L’INTERNATIONALE DE LA PELLICULE

Actuel directeur de la Cinémathèque royale de Belgique, à Bruxelles, Nicola Mazzanti, fut aussi à l’initiative du lancement du laboratoire de Bologne.

« Lorsqu’on a commencé à monter le laboratoire de Bologne en 1992, on avait un point de référence absolu : la Cinémathèque royale de Belgique. Notre première machine venait d’ailleurs de Bruxelles qui nous avait également délégué un expert de la restauration pendant plusieurs mois. A nos débuts, tout cela était hyperartisanal et fait sans argent.  » Nicola Mazzanti, directeur depuis janvier 2012 de ce qui s’appelle désormais la Cinematek, est un fin connaisseur du marché international de restauration de films.  » Les années 1980 n’étaient pas une période glorieuse, on parlait même de « mort du cinéma ». Et puis Coppola, en 1981, a restauré le Napoléon d’Abel Gance avec son propre argent, demandant à son père Carmine une nouvelle musique, et en 1984, Giorgio Moroder a composé la BO du Metropolis de Fritz Lang, restauré et ressorti en salles. Il y avait quelque chose dans l’air.  »

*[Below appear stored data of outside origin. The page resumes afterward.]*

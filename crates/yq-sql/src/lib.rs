//! yq-sql - SQL text processing for yuniql
//!
//! Nothing in this crate parses SQL grammar. It finds comment and literal
//! spans, splits scripts into executable batches on a dialect's separator and
//! substitutes `${TOKEN}` placeholders.

pub mod error;
pub mod quote;
pub mod scanner;
pub mod splitter;
pub mod tokens;

pub use error::{SqlError, SqlResult};
pub use scanner::{has_executable_content, scan, Span, SpanKind};
pub use splitter::{split, SeparatorRule, SqlStatementBatch};
pub use tokens::{merge_tokens, replace};
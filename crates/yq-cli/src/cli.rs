//! CLI argument definitions using clap derive API

use clap::{Args, Parser, Subcommand, ValueEnum};
use std::path::PathBuf;

/// yuniql - schema versioning and migrations with plain SQL files
#[derive(Parser, Debug)]
#[command(name = "yuniql")]
#[command(author, version, about, long_about = None)]
pub struct Cli {
    /// Global options
    #[command(flatten)]
    pub global: GlobalArgs,

    /// Subcommand to execute
    #[command(subcommand)]
    pub command: Commands,
}

/// Global arguments available to all commands
#[derive(Args, Debug, Clone)]
pub struct GlobalArgs {
    /// Enable debug logging
    #[arg(short, long, global = true)]
    pub debug: bool,

    /// Workspace directory (default: YUNIQL_WORKSPACE or the current directory)
    #[arg(short = 'p', long, global = true)]
    pub path: Option<PathBuf>,
}

/// Available subcommands
#[derive(Subcommand, Debug)]
pub enum Commands {
    /// Create the workspace skeleton
    Init,

    /// Create the next version directory
    Vnext(VnextArgs),

    /// Apply pending versions
    Run(RunArgs),

    /// Apply pending versions in one transaction and roll everything back
    Verify(RunArgs),

    /// Show applied versions
    #[command(alias = "info")]
    List(ListArgs),

    /// Run the _erase scripts
    Erase(EraseArgs),

    /// Fold applied versions into a new v0.00 baseline
    Rebase(RebaseArgs),

    /// List the supported platforms
    Platforms,
}

/// Database connection options shared by commands that connect
#[derive(Args, Debug, Clone, Default)]
pub struct ConnectionArgs {
    /// Target platform (duckdb, postgresql, sqlserver, ...)
    #[arg(long)]
    pub platform: Option<String>,

    /// Connection string for the target database
    #[arg(short = 'c', long)]
    pub connection_string: Option<String>,

    /// Schema holding the metadata table
    #[arg(long)]
    pub meta_schema: Option<String>,

    /// Name of the metadata table
    #[arg(long)]
    pub meta_table: Option<String>,

    /// Statement timeout in seconds
    #[arg(long)]
    pub command_timeout: Option<u64>,
}

/// Arguments for the vnext command
#[derive(Args, Debug)]
pub struct VnextArgs {
    /// Increment the major version
    #[arg(short = 'M', long, conflicts_with = "minor")]
    pub major: bool,

    /// Increment the minor version (default)
    #[arg(short = 'm', long)]
    pub minor: bool,

    /// Script file to create in the new version
    #[arg(short = 'f', long)]
    pub file: Option<PathBuf>,
}

/// Arguments for the run and verify commands
#[derive(Args, Debug)]
pub struct RunArgs {
    #[command(flatten)]
    pub connection: ConnectionArgs,

    /// Create the target database when it does not exist
    #[arg(short = 'a', long)]
    pub autocreate_db: bool,

    /// Stop after this version (e.g. v1.02)
    #[arg(short = 't', long)]
    pub target_version: Option<String>,

    /// Token as KEY=VALUE (repeatable)
    #[arg(short = 'k', long = "token")]
    pub tokens: Vec<String>,

    /// Batch separator replacing the platform's own
    #[arg(long)]
    pub delimiter: Option<String>,

    /// Transaction scope: session, version or none
    #[arg(long)]
    pub transaction_mode: Option<String>,

    /// Resume a non-transactional run after the previously failed script
    #[arg(long)]
    pub continue_after_failure: bool,
}

/// Arguments for the list command
#[derive(Args, Debug)]
pub struct ListArgs {
    #[command(flatten)]
    pub connection: ConnectionArgs,

    /// Output format
    #[arg(short, long, value_enum, default_value = "table")]
    pub output: ListOutput,
}

/// List output formats
#[derive(ValueEnum, Debug, Clone, Copy, PartialEq, Eq)]
pub enum ListOutput {
    /// Table format
    Table,
    /// JSON output
    Json,
}

/// Arguments for the erase command
#[derive(Args, Debug)]
pub struct EraseArgs {
    #[command(flatten)]
    pub connection: ConnectionArgs,

    /// Commit the erase instead of a dry run
    #[arg(long)]
    pub force: bool,
}

/// Arguments for the rebase command
#[derive(Args, Debug)]
pub struct RebaseArgs {
    #[command(flatten)]
    pub connection: ConnectionArgs,
}

#[cfg(test)]
#[path = "cli_test.rs"]
mod tests;
use super::*;
use crate::duckdb::DuckDbPlatform;
use crate::mysql::MySqlPlatform;
use chrono::{TimeZone, Utc};
use yq_core::record::VersionStatus;
use yq_core::Version;

fn duck(options: PlatformOptions) -> DuckDbPlatform {
    DuckDbPlatform::new(options).unwrap()
}

fn lookup<'a>(tokens: &'a [(String, String)], key: &str) -> &'a str {
    tokens
        .iter()
        .find(|(k, _)| k == key)
        .map(|(_, v)| v.as_str())
        .unwrap()
}

#[test]
fn test_parse_bool() {
    for truthy in ["1", "t", "TRUE", " yes ", "Y"] {
        assert!(parse_bool(truthy), "{truthy}");
    }
    for falsy in ["0", "f", "false", "", "no", "2"] {
        assert!(!parse_bool(falsy), "{falsy}");
    }
}

#[test]
fn test_record_tokens_escape_literals() {
    let record = AppliedVersionRecord {
        sequence_id: 0,
        version: Version::new(2, 3),
        applied_on_utc: Utc.with_ymd_and_hms(2026, 1, 2, 3, 4, 5).unwrap(),
        applied_by_user: "d'arcy".to_string(),
        applied_by_tool: "yuniql".to_string(),
        applied_by_tool_version: "0.1.0".to_string(),
        status: VersionStatus::Failed,
        duration_ms: 42,
        checksum: "ff".to_string(),
        failed_script_path: Some("v2.03/a.sql".to_string()),
        failed_script_error: Some("near 'x'".to_string()),
        additional_artifacts: None,
    };
    let tokens = record_tokens(&record);
    assert_eq!(lookup(&tokens, reserved::VERSION), "v2.03");
    assert_eq!(lookup(&tokens, reserved::APPLIED_ON_UTC), "2026-01-02 03:04:05.000");
    assert_eq!(lookup(&tokens, reserved::APPLIED_BY_USER), "d''arcy");
    assert_eq!(lookup(&tokens, reserved::STATUS), "Failed");
    assert_eq!(lookup(&tokens, reserved::DURATION_MS), "42");
    assert_eq!(lookup(&tokens, reserved::FAILED_SCRIPT_ERROR), "near ''x''");
    assert_eq!(lookup(&tokens, reserved::ADDITIONAL_ARTIFACTS), "");
}

#[test]
fn test_base_tokens_and_render() {
    let mut options = PlatformOptions::new(":memory:");
    options.meta_schema = Some("ops".to_string());
    options.meta_table = "history".to_string();
    let platform = duck(options);

    let tokens = platform.base_tokens().unwrap();
    assert_eq!(lookup(&tokens, reserved::DB_NAME), "memory");
    assert_eq!(lookup(&tokens, reserved::SCHEMA_NAME), "ops");
    assert_eq!(lookup(&tokens, reserved::TABLE_NAME), "history");

    let extra = tokens::pairs([("X", "1".to_string())]);
    assert_eq!(
        platform
            .render("${YUNIQL_SCHEMA_NAME}.${YUNIQL_TABLE_NAME}=${X}", &extra)
            .unwrap(),
        "ops.history=1"
    );
}

#[test]
fn test_capabilities_reflect_options() {
    let platform = duck(PlatformOptions::new(":memory:"));
    let caps = platform.capabilities();
    assert!(caps.is_schema_supported);
    assert!(!caps.is_batch_sql_supported);
    assert_eq!(caps.meta_schema_name.as_deref(), Some("main"));
}

#[test]
fn test_schema_sql_requires_schema_support() {
    let platform = MySqlPlatform::new(PlatformOptions::new("Database=app")).unwrap();
    for result in [
        platform.sql_for_check_if_schema_exists(),
        platform.sql_for_create_schema(),
    ] {
        match result {
            Err(DbError::CapabilityNotSupported { platform, capability }) => {
                assert_eq!(platform, "mysql");
                assert_eq!(capability, "schemas");
            }
            other => panic!("unexpected: {other:?}"),
        }
    }
    // the schema token renders empty rather than failing
    assert_eq!(platform.render("[${YUNIQL_SCHEMA_NAME}]", &[]).unwrap(), "[]");
}

#[test]
fn test_separator_override() {
    let mut options = PlatformOptions::new(":memory:");
    options.separator = Some(SeparatorRule::go());
    let platform = duck(options);
    assert_eq!(
        platform.break_statements("SELECT 1;\nSELECT 2;\nGO\nSELECT 3;"),
        vec!["SELECT 1;\nSELECT 2;", "SELECT 3;"]
    );
}

#[test]
fn test_no_separator_sends_script_whole() {
    let platform = MySqlPlatform::new(PlatformOptions::new("Database=app")).unwrap();
    assert!(platform.break_statements("").is_empty());
    assert_eq!(
        platform.break_statements("SELECT 1;\nSELECT 2;"),
        vec!["SELECT 1;\nSELECT 2;"]
    );
}
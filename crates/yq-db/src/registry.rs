//! Platform registry
//!
//! Maps a platform name to a factory. Names are matched case-insensitively.
//! Additional dialects are registered at startup; nothing is loaded from disk.

use crate::duckdb::DuckDbPlatform;
use crate::error::{DbError, DbResult};
use crate::mysql::MySqlPlatform;
use crate::oracle::OraclePlatform;
use crate::postgres::PostgresPlatform;
use crate::redshift::RedshiftPlatform;
use crate::snowflake::SnowflakePlatform;
use crate::sqlserver::SqlServerPlatform;
use crate::traits::{PlatformDataService, PlatformOptions};
use std::collections::BTreeMap;

/// Builds a platform from its options
pub type PlatformFactory = fn(PlatformOptions) -> DbResult<Box<dyn PlatformDataService>>;

/// Name → factory table
#[derive(Default)]
pub struct PlatformRegistry {
    factories: BTreeMap<String, PlatformFactory>,
}

impl PlatformRegistry {
    /// Empty registry
    pub fn new() -> Self {
        Self::default()
    }

    /// Registry with every built-in platform
    pub fn with_defaults() -> Self {
        let mut registry = Self::new();
        registry.register("duckdb", |o| Ok(Box::new(DuckDbPlatform::new(o)?)));
        registry.register("postgresql", |o| Ok(Box::new(PostgresPlatform::new(o)?)));
        registry.register("sqlserver", |o| Ok(Box::new(SqlServerPlatform::new(o)?)));
        registry.register("mysql", |o| Ok(Box::new(MySqlPlatform::new(o)?)));
        registry.register("snowflake", |o| Ok(Box::new(SnowflakePlatform::new(o)?)));
        registry.register("redshift", |o| Ok(Box::new(RedshiftPlatform::new(o)?)));
        registry.register("oracle", |o| Ok(Box::new(OraclePlatform::new(o)?)));
        registry
    }

    /// Add or replace a platform
    pub fn register(&mut self, name: &str, factory: PlatformFactory) {
        if self
            .factories
            .insert(name.to_ascii_lowercase(), factory)
            .is_some()
        {
            log::debug!("Replaced platform factory '{}'", name);
        }
    }

    pub fn contains(&self, name: &str) -> bool {
        self.factories.contains_key(&name.to_ascii_lowercase())
    }

    /// Registered names in sorted order
    pub fn names(&self) -> Vec<&str> {
        self.factories.keys().map(String::as_str).collect()
    }

    /// Instantiate the platform registered under `name`
    pub fn create(
        &self,
        name: &str,
        options: PlatformOptions,
    ) -> DbResult<Box<dyn PlatformDataService>> {
        let factory = self
            .factories
            .get(&name.to_ascii_lowercase())
            .ok_or_else(|| DbError::UnsupportedPlatform {
                name: name.to_string(),
                available: self.names().join(", "),
            })?;
        log::debug!("Creating platform '{}'", name);
        factory(options)
    }
}

#[cfg(test)]
#[path = "registry_test.rs"]
mod tests;
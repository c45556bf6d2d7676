use super::*;

#[test]
fn test_parse_and_display() {
    let v = Version::parse("v1.02").unwrap();
    assert_eq!(v, Version::new(1, 2));
    assert_eq!(v.to_string(), "v1.02");
    assert_eq!(Version::parse("v10.115").unwrap().to_string(), "v10.115");
}

#[test]
fn test_parse_accepts_unpadded_minor() {
    assert_eq!(Version::parse("v1.2").unwrap(), Version::parse("v1.02").unwrap());
}

#[test]
fn test_parse_rejects_malformed_names() {
    for name in ["1.00", "v1", "v1.x", "v1.00.01", "_init", "v.01", "v1.00-draft", ""] {
        assert!(
            matches!(
                Version::parse(name),
                Err(CoreError::InvalidVersionFormat { .. })
            ),
            "expected '{}' to be rejected",
            name
        );
    }
}

#[test]
fn test_ordering_is_major_then_minor() {
    let mut versions = vec![
        Version::new(2, 0),
        Version::new(1, 10),
        Version::new(1, 2),
        Version::BASELINE,
        Version::new(10, 0),
    ];
    versions.sort();
    let rendered: Vec<String> = versions.iter().map(|v| v.to_string()).collect();
    assert_eq!(rendered, vec!["v0.00", "v1.02", "v1.10", "v2.00", "v10.00"]);
}

#[test]
fn test_looks_like_version() {
    assert!(Version::looks_like_version("v1.00"));
    assert!(Version::looks_like_version("v1.x"));
    assert!(!Version::looks_like_version("_draft"));
    assert!(!Version::looks_like_version("vendor"));
    assert!(!Version::looks_like_version("README.md"));
    assert!(!Version::looks_like_version("V1.00"));
}

#[test]
fn test_increments() {
    let v = Version::new(1, 5);
    assert_eq!(v.next_minor().unwrap(), Version::new(1, 6));
    assert_eq!(v.next_major().unwrap(), Version::new(2, 0));
}

#[test]
fn test_increments_stop_at_u32_max() {
    let err = Version::new(u32::MAX, 3).next_major().unwrap_err();
    assert!(matches!(err, CoreError::ConfigInvalid { .. }));
    let err = Version::new(2, u32::MAX).next_minor().unwrap_err();
    assert!(matches!(err, CoreError::ConfigInvalid { ref message } if message.contains("minor")));
    assert_eq!(
        Version::new(2, u32::MAX).next_major().unwrap(),
        Version::new(3, 0)
    );
}

#[test]
fn test_serde_uses_text_form() {
    let json = serde_json::to_string(&Version::new(3, 7)).unwrap();
    assert_eq!(json, "\"v3.07\"");
    let back: Version = serde_json::from_str("\"v3.07\"").unwrap();
    assert_eq!(back, Version::new(3, 7));
    assert!(serde_json::from_str::<Version>("\"3.07\"").is_err());
}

Quand Bologne s’attaque à son tour à un classique du muet – le Nosferatu de Murnau (1922) – le film restauré est présenté, en grande pompe, au Festival de Cannes 1995. Autre moment décisif, lorsque Ted Turner, magnat des médias américains, lance en 1988 TNT (Turner Network Television) avec Autant en emporte le vent : le  » cinéma de répertoire  » devient un genre couru et potentiellement juteux. Nicola Mazzanti, qui a travaillé entre 2007 et 2011, sur un grand projet de centre de conservation des films à Los Angeles, précise la stratégie américaine :  » Aux Etats-Unis, l’industrie s’occupe généralement de choses qui peuvent rapporter de l’argent (sourire), comme lors du rachat du catalogue Columbia par les japonais de Sony. La grande différence entre l’Europe et les Etats-Unis, c’est que là-bas, la plus grande partie des investissements dans la restauration vient des studios, avec l’aide du mécénat. En France par exemple, à part deux ou trois opérateurs comme Pathé ou Gaumont, les producteurs n’ont pas les moyens de se lancer seuls dans ce type d’opération. L’argent public reste donc essentiel.  »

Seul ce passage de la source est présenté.